Would you copy all lines in the data that contain the word "tracing"?

Records:
──────────

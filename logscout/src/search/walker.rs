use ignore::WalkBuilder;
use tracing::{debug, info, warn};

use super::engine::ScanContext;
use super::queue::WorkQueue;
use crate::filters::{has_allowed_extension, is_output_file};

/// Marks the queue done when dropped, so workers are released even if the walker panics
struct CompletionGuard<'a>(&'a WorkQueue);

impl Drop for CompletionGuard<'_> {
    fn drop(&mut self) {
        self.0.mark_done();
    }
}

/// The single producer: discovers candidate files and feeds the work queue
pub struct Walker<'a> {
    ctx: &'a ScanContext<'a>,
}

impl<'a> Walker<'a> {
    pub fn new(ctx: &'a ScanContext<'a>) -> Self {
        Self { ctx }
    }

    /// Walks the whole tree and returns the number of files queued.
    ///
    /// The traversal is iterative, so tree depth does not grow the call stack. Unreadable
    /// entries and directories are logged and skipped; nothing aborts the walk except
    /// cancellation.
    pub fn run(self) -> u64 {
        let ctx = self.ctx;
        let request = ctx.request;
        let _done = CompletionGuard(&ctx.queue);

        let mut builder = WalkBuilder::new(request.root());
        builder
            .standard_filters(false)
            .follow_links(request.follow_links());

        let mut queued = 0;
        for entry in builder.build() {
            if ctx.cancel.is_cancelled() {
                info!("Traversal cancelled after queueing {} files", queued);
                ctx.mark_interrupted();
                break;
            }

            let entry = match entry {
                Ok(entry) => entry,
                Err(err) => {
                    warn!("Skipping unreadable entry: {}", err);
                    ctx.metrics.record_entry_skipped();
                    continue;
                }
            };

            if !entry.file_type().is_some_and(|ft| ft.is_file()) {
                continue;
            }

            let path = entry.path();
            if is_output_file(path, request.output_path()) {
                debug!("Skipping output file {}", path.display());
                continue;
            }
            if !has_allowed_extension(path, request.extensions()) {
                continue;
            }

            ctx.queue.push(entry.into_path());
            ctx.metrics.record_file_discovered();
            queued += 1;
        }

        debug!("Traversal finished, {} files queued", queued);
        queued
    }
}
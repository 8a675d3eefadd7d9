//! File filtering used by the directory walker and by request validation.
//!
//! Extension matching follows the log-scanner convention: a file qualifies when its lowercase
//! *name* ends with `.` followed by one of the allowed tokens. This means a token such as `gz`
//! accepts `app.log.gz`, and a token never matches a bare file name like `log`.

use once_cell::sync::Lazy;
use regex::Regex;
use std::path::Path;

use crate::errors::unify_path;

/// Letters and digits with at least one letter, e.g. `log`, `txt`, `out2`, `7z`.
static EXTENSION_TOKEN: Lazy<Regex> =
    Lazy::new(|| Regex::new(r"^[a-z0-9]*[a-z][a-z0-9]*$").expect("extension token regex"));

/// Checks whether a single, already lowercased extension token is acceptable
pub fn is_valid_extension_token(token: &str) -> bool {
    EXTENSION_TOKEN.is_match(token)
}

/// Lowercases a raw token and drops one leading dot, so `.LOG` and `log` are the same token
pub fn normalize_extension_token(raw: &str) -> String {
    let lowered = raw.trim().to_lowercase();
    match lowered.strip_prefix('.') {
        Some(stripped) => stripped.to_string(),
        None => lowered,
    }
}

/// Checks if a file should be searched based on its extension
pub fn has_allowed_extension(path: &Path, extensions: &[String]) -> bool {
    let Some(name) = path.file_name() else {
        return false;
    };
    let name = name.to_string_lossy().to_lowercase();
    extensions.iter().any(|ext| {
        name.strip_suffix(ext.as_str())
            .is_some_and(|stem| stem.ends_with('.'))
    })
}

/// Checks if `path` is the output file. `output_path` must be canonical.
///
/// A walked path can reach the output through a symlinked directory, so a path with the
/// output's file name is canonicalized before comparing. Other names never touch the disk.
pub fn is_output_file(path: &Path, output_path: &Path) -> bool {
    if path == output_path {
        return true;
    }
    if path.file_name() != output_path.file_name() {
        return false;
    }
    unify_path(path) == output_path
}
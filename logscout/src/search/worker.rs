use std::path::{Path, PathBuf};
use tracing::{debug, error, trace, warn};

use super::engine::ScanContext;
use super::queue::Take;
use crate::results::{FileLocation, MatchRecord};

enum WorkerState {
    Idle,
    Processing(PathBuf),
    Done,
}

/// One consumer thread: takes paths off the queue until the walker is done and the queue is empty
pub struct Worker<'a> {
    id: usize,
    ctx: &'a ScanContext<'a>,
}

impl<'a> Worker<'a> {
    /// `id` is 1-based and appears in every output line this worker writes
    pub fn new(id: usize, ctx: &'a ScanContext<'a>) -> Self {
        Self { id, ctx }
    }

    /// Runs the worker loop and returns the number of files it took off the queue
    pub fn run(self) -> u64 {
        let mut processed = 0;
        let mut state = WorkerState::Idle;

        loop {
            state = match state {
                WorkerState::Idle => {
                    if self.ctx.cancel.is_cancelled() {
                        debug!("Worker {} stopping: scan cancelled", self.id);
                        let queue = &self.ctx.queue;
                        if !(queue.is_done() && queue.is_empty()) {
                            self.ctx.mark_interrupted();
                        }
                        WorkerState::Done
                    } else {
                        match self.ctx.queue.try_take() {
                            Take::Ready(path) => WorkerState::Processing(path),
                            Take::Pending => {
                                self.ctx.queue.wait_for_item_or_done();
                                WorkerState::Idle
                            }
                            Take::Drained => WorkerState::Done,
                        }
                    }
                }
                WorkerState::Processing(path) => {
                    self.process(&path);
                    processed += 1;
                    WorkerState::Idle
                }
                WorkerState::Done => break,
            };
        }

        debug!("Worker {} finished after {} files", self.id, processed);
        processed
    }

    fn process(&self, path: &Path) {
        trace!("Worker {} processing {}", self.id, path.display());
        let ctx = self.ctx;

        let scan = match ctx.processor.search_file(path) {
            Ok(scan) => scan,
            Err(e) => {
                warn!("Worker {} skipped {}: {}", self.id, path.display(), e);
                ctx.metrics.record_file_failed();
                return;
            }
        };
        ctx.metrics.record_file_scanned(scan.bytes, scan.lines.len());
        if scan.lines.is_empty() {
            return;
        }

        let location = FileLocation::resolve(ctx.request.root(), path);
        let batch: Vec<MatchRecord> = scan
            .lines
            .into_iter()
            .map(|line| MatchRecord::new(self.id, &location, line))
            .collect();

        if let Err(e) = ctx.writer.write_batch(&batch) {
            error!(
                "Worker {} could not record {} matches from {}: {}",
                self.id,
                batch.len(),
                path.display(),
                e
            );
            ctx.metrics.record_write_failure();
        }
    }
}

──────────

Completed exercise:
use tracing::{debug, info, warn};
use tracing::{debug, error, trace, warn};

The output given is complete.